Each 'savedSearch' object contains all of the methods that used to be available in an indexPattern object. To learn more about all of the available methods, see the following file: src/core_plugins/kibana/public/discover/saved_searches/_saved_search.js.

The deprecated service will be removed in a future release. For support with migrating your plugin, go to the Siren Support Portal.

REST API

  • The /investigate-access-control/api/v1/acl/object-permissions/objects route has been deprecated and will be be removed in the next major release.

  • Experimental support for Kable and Timelion in Siren Alert has been deprecated and will be removed in a future release.

Custom watchers

  • The second argument for custom watcher conditions, which contains the raw mappings of the Elasticsearch index that the current dashboard is pointing to has been deprecated and will be removed in a future release.

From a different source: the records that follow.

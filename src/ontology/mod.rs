//! Ontology domain: the parsed aggregate, the read contracts the mapping pass
//! consumes, a document loader and the built-in reasoner.
//!
//! Only named classes take part in the mapping. `owl:Thing` and
//! `owl:Nothing` never appear in a class signature.

pub mod entities;
pub mod loader;
pub mod reasoner;
pub mod repositories;
pub mod value_objects;
pub mod vocab;

pub use entities::{
    Annotation, AnnotationProperty, AnnotationValue, Class, Individual, Ontology, OntologyError,
};
pub use loader::{OntologyLoadError, OntologyLoader};
pub use reasoner::StructuralReasoner;
pub use repositories::{EquivalenceGroup, OntologySource, ReasonerError, ReasoningOracle};
pub use value_objects::{Iri, IriError};
use tracing::{debug, info};

use super::MappingError;
use crate::{
    config::AnnotationConfig,
    ontology::{
        entities::Annotation, repositories::OntologySource, value_objects::Iri, vocab,
    },
};

/// Annotation properties whose literals become alternative names, resolved
/// once per ontology.
#[derive(Debug, Clone, Default, PartialEq, Eq)]
pub struct AlternativeTermProperties {
    properties: Vec<Iri>,
    preferred_display_name: String,
}

impl AlternativeTermProperties {
    /// Locates the designated alternative-term property (case-insensitive IRI
    /// match) and its declared sub-properties, followed by any configured
    /// extra synonym properties the ontology declares.
    ///
    /// A missing designated property leaves it and its sub-properties out;
    /// that is not an error.
    pub fn resolve<O>(ontology: &O, config: &AnnotationConfig) -> Self
    where
        O: OntologySource + ?Sized,
    {
        let signature = ontology.annotation_properties_in_signature();
        let mut properties: Vec<Iri> = Vec::new();

        match signature
            .iter()
            .find(|property| property.eq_ignore_case(&config.alternative_term))
        {
            Some(designated) => {
                properties.push(designated.clone());
                properties.extend(ontology.sub_properties(designated));
                info!(
                    property = %designated,
                    count = properties.len(),
                    "alternative_term_properties_resolved"
                );
            }
            None => {
                info!(
                    property = %config.alternative_term,
                    "alternative_term_property_not_in_ontology"
                );
            }
        }

        for extra in &config.extra_synonyms {
            if let Some(found) = signature.iter().find(|property| property.eq_ignore_case(extra)) {
                if !properties.contains(found) {
                    properties.push(found.clone());
                }
            }
        }

        Self {
            properties,
            preferred_display_name: config.preferred_display_name.clone(),
        }
    }

    /// Builds a set from explicit parts.
    #[must_use]
    pub fn new(properties: Vec<Iri>, preferred_display_name: impl Into<String>) -> Self {
        Self {
            properties,
            preferred_display_name: preferred_display_name.into(),
        }
    }

    #[must_use]
    pub fn properties(&self) -> &[Iri] {
        &self.properties
    }

    #[must_use]
    pub fn is_empty(&self) -> bool {
        self.properties.is_empty()
    }

    fn overrides_display_name(&self, property: &Iri) -> bool {
        property.as_str() == self.preferred_display_name
    }
}

/// Label values derived for one class.
#[derive(Debug, Clone, Default, PartialEq, Eq)]
pub struct ClassAnnotations {
    pub name: Option<String>,
    pub display_name: Option<String>,
    pub alternative_names: Vec<String>,
}

/// Resolves the label, display name and alternative names of a class.
pub struct AnnotationExtractor<'a> {
    label: Iri,
    alternative_terms: &'a AlternativeTermProperties,
}

impl<'a> AnnotationExtractor<'a> {
    #[must_use]
    pub fn new(alternative_terms: &'a AlternativeTermProperties) -> Self {
        Self {
            label: Iri::known(vocab::RDFS_LABEL),
            alternative_terms,
        }
    }

    /// `rdfs:label` fills `name` and `displayName`, the last one seen winning.
    /// Every alternative-term literal is appended to the alternative names in
    /// property order; literals of the preferred display name property also
    /// replace `displayName`.
    pub fn extract<O>(&self, ontology: &O, class: &Iri) -> Result<ClassAnnotations, MappingError>
    where
        O: OntologySource + ?Sized,
    {
        let mut resolved = ClassAnnotations::default();

        for annotation in ontology.annotations(class, &self.label) {
            let text = literal_of(class, &annotation)?;
            resolved.name = Some(text.to_owned());
            resolved.display_name = Some(text.to_owned());
        }

        for property in self.alternative_terms.properties() {
            for annotation in ontology.annotations(class, property) {
                let text = literal_of(class, &annotation)?;
                resolved.alternative_names.push(text.to_owned());
                if self.alternative_terms.overrides_display_name(property) {
                    resolved.display_name = Some(text.to_owned());
                }
            }
        }

        debug!(
            class = %class,
            display_name = resolved.display_name.as_deref().unwrap_or_default(),
            alternative_names = resolved.alternative_names.len(),
            "class_annotations_resolved"
        );
        Ok(resolved)
    }
}

fn literal_of<'v>(class: &Iri, annotation: &'v Annotation) -> Result<&'v str, MappingError> {
    annotation
        .value()
        .as_literal()
        .ok_or_else(|| MappingError::NonLiteralAnnotation {
            class: class.clone(),
            property: annotation.property().clone(),
        })
}
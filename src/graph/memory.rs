use std::{
    collections::{BTreeMap, BTreeSet, HashMap},
    sync::{Arc, Mutex, MutexGuard, PoisonError},
};

use async_trait::async_trait;

use super::domain::{
    GraphSnapshot, GraphStore, GraphStoreError, GraphTransaction, NodeId, PropertyValue,
    RelationshipKind, StoredNode, StoredRelationship, CLASS_NAME,
};

#[derive(Debug, Clone, Default)]
struct GraphState {
    next_id: i64,
    nodes: BTreeMap<NodeId, StoredNode>,
    keys: HashMap<String, NodeId>,
    relationships: Vec<StoredRelationship>,
}

impl GraphState {
    fn node_mut(&mut self, node: NodeId) -> Result<&mut StoredNode, GraphStoreError> {
        self.nodes
            .get_mut(&node)
            .ok_or(GraphStoreError::MissingNode(node))
    }
}

/// Process-local graph store.
///
/// A transaction works on a private copy of the graph taken when it begins
/// and replaces the shared graph when it commits. The store assumes a single
/// writer: two transactions committed concurrently overwrite each other.
#[derive(Clone, Default)]
pub struct InMemoryGraphStore {
    state: Arc<Mutex<GraphState>>,
}

impl InMemoryGraphStore {
    #[must_use]
    pub fn new() -> Self {
        Self::default()
    }

    fn guard(&self) -> MutexGuard<'_, GraphState> {
        self.state.lock().unwrap_or_else(PoisonError::into_inner)
    }
}

/// Transaction handed out by [`InMemoryGraphStore`].
pub struct InMemoryTransaction {
    shared: Arc<Mutex<GraphState>>,
    staged: GraphState,
}

#[async_trait]
impl GraphStore for InMemoryGraphStore {
    type Transaction = InMemoryTransaction;

    async fn begin(&self) -> Result<Self::Transaction, GraphStoreError> {
        let staged = self.guard().clone();
        Ok(InMemoryTransaction {
            shared: Arc::clone(&self.state),
            staged,
        })
    }

    async fn snapshot(&self) -> Result<GraphSnapshot, GraphStoreError> {
        let guard = self.guard();
        Ok(GraphSnapshot {
            nodes: guard.nodes.values().cloned().collect(),
            relationships: guard.relationships.clone(),
        })
    }
}

#[async_trait]
impl GraphTransaction for InMemoryTransaction {
    async fn find_node(&mut self, key: &str) -> Result<Option<NodeId>, GraphStoreError> {
        Ok(self.staged.keys.get(key).copied())
    }

    async fn create_node(&mut self, key: &str) -> Result<NodeId, GraphStoreError> {
        if self.staged.keys.contains_key(key) {
            return Err(GraphStoreError::DuplicateKey(key.to_owned()));
        }
        self.staged.next_id += 1;
        let id = NodeId(self.staged.next_id);
        let node = StoredNode {
            id,
            key: key.to_owned(),
            labels: BTreeSet::new(),
            properties: BTreeMap::from([(CLASS_NAME.to_owned(), PropertyValue::from(key))]),
        };
        self.staged.nodes.insert(id, node);
        self.staged.keys.insert(key.to_owned(), id);
        Ok(id)
    }

    async fn set_property(
        &mut self,
        node: NodeId,
        key: &str,
        value: PropertyValue,
    ) -> Result<(), GraphStoreError> {
        self.staged
            .node_mut(node)?
            .properties
            .insert(key.to_owned(), value);
        Ok(())
    }

    async fn add_label(&mut self, node: NodeId, label: &str) -> Result<(), GraphStoreError> {
        self.staged.node_mut(node)?.labels.insert(label.to_owned());
        Ok(())
    }

    async fn create_relationship(
        &mut self,
        from: NodeId,
        to: NodeId,
        kind: RelationshipKind,
    ) -> Result<(), GraphStoreError> {
        for node in [from, to] {
            if !self.staged.nodes.contains_key(&node) {
                return Err(GraphStoreError::MissingNode(node));
            }
        }
        self.staged
            .relationships
            .push(StoredRelationship { from, to, kind });
        Ok(())
    }

    async fn commit(self) -> Result<(), GraphStoreError> {
        let mut guard = self.shared.lock().unwrap_or_else(PoisonError::into_inner);
        *guard = self.staged;
        Ok(())
    }

    async fn rollback(self) -> Result<(), GraphStoreError> {
        Ok(())
    }
}
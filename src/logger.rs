//! Initialization of the `tracing` subscriber from [`config::Logger`].

use tracing_appender::non_blocking::WorkerGuard;
use tracing_subscriber::{
    fmt::{self, MakeWriter},
    layer::SubscriberExt,
    util::SubscriberInitExt,
    EnvFilter, Layer, Registry,
};

use crate::{
    config::{self, LogLevel},
    Error, Result,
};

/// Crates whose events pass the level based default filter.
const MODULE_WHITELIST: &[&str] = &["owl2graph", "sqlx::query"];

const LOG_FILE_SUFFIX: &str = "log";

/// Installs the global subscriber.
///
/// The returned guard flushes the file appender when dropped and must live
/// until the process exits. Nothing is installed when both the stdout and
/// the file outputs are disabled.
///
/// # Errors
///
/// When the filter directives are invalid, the log directory cannot be
/// created, or a global subscriber is already installed.
pub fn init(config: &config::Logger) -> Result<Option<WorkerGuard>> {
    let mut layers: Vec<Box<dyn Layer<Registry> + Sync + Send>> = Vec::new();
    let mut guard = None;

    if let Some(appender) = config.file_appender.as_ref().filter(|a| a.enable) {
        let rotation = match appender.rotation {
            config::Rotation::Minutely => tracing_appender::rolling::Rotation::MINUTELY,
            config::Rotation::Hourly => tracing_appender::rolling::Rotation::HOURLY,
            config::Rotation::Daily => tracing_appender::rolling::Rotation::DAILY,
            config::Rotation::Never => tracing_appender::rolling::Rotation::NEVER,
        };
        let file_appender = tracing_appender::rolling::Builder::new()
            .rotation(rotation)
            .filename_prefix(&appender.filename_prefix)
            .filename_suffix(LOG_FILE_SUFFIX)
            .build(&appender.dir)
            .map_err(Error::wrap)?;
        let (writer, work_guard) = tracing_appender::non_blocking(file_appender);
        guard = Some(work_guard);
        layers.push(init_layer(writer, appender.format, false));
    }

    if config.enable {
        layers.push(init_layer(std::io::stdout, config.format, true));
    }

    if layers.is_empty() {
        return Ok(guard);
    }

    let env_filter = init_env_filter(config.override_filter.as_deref(), config.level)?;
    tracing_subscriber::registry()
        .with(layers)
        .with(env_filter)
        .try_init()
        .map_err(Error::wrap)?;
    Ok(guard)
}

fn init_env_filter(override_filter: Option<&str>, level: LogLevel) -> Result<EnvFilter> {
    if let Ok(filter) = EnvFilter::try_from_default_env() {
        return Ok(filter);
    }
    build_filter(override_filter, level)
}

fn build_filter(override_filter: Option<&str>, level: LogLevel) -> Result<EnvFilter> {
    let directives = override_filter.map_or_else(
        || {
            MODULE_WHITELIST
                .iter()
                .map(|module| format!("{module}={level}"))
                .collect::<Vec<_>>()
                .join(",")
        },
        ToString::to_string,
    );
    EnvFilter::try_new(directives).map_err(Error::wrap)
}

fn init_layer<W>(
    make_writer: W,
    format: config::Format,
    ansi: bool,
) -> Box<dyn Layer<Registry> + Sync + Send>
where
    W: for<'writer> MakeWriter<'writer> + Sync + Send + 'static,
{
    match format {
        config::Format::Compact => fmt::Layer::default()
            .with_ansi(ansi)
            .with_writer(make_writer)
            .compact()
            .boxed(),
        config::Format::Pretty => fmt::Layer::default()
            .with_ansi(ansi)
            .with_writer(make_writer)
            .pretty()
            .boxed(),
        config::Format::Json => fmt::Layer::default()
            .with_ansi(ansi)
            .with_writer(make_writer)
            .json()
            .boxed(),
    }
}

Script types: contextual and onGraphUpdate

  • The contextual and onGraphUpdate script types are deprecated and are no longer supported as of the next major release. All of the features that were provided by the built-in contextual and onGraphUpdate scripts are now part of the core Graph Browser codebase. You can now write custom scripts by using the facilities that are provided by the Scripting API.

Improvements

Backup and restore

  • Backups of system indices taken in version 12.0.0 and later will be restored to the indices specified in investigate.yml to simplify the creation of new Siren Investigate instances. Backups taken in previous releases will be still restored to the index they were created from.

Data Model

  • Reduced the number of buckets in aggregations used by the dashboard generation wizard from 100 to 20 to avoid performance issues on large indices.

Visualizations

  • Removed the ability to sort columns on fields of type text that do not have a keyword subfield in Records Table visualizations.

  • Added the ability to sort columns on fields using a tag formatter.

Graph Browser

  • Nodes are shown as images automatically for entity tables that have a Default image set in the Data model app.

  • Added missing tooltips to toolbar buttons.

  • Fixed some keyboard shortcuts that were not working properly (spacebar and numeric pad keys).

  • Improved the sizing algorithm for nodes in Map mode.

  • Improved the rendering performance of Time mode.

Scripting

  • The scripts editor is now based on the Monaco open source library.

  • Added axios to the list of libraries that can be enabled through the siren_scripting.librariesWhitelist configuration setting.

Saved objects

  • When you import saved objects from a previous version of Siren Investigate, a confirmation dialog is displayed that reminds the user to execute migrations.

  • Importing objects from future Siren Investigate releases is now forbidden.

  • It is now forbidden to delete index pattern saved objects from the Saved Objects in the Management app.

  • The breadcrumbs now show the saved object title instead of its UUID.

Bug fixes

Dashboard

  • Fixed an issue that would cause an extra count query in certain cases.

  • Fixed an issue that prevented the Time filter widget from appearing automatically on dashboards after changing the underlying entity table to be time-based.

Enhanced Coordinate Map

  • Fixed an issue that prevented the removal of layers from the map when zooming to a location without points of interest.

Graph Browser

  • Fixed an issue that caused time properties that were set by a lens not to be restored when deactivating the lens.

Data Model

  • Fixed an issue that could cause the deletion of an entity table when canceling the automatic generation of a dashboard.

Jira integration

  • Fixed the pixel ratio for images attached to issues on hi-dpi screens.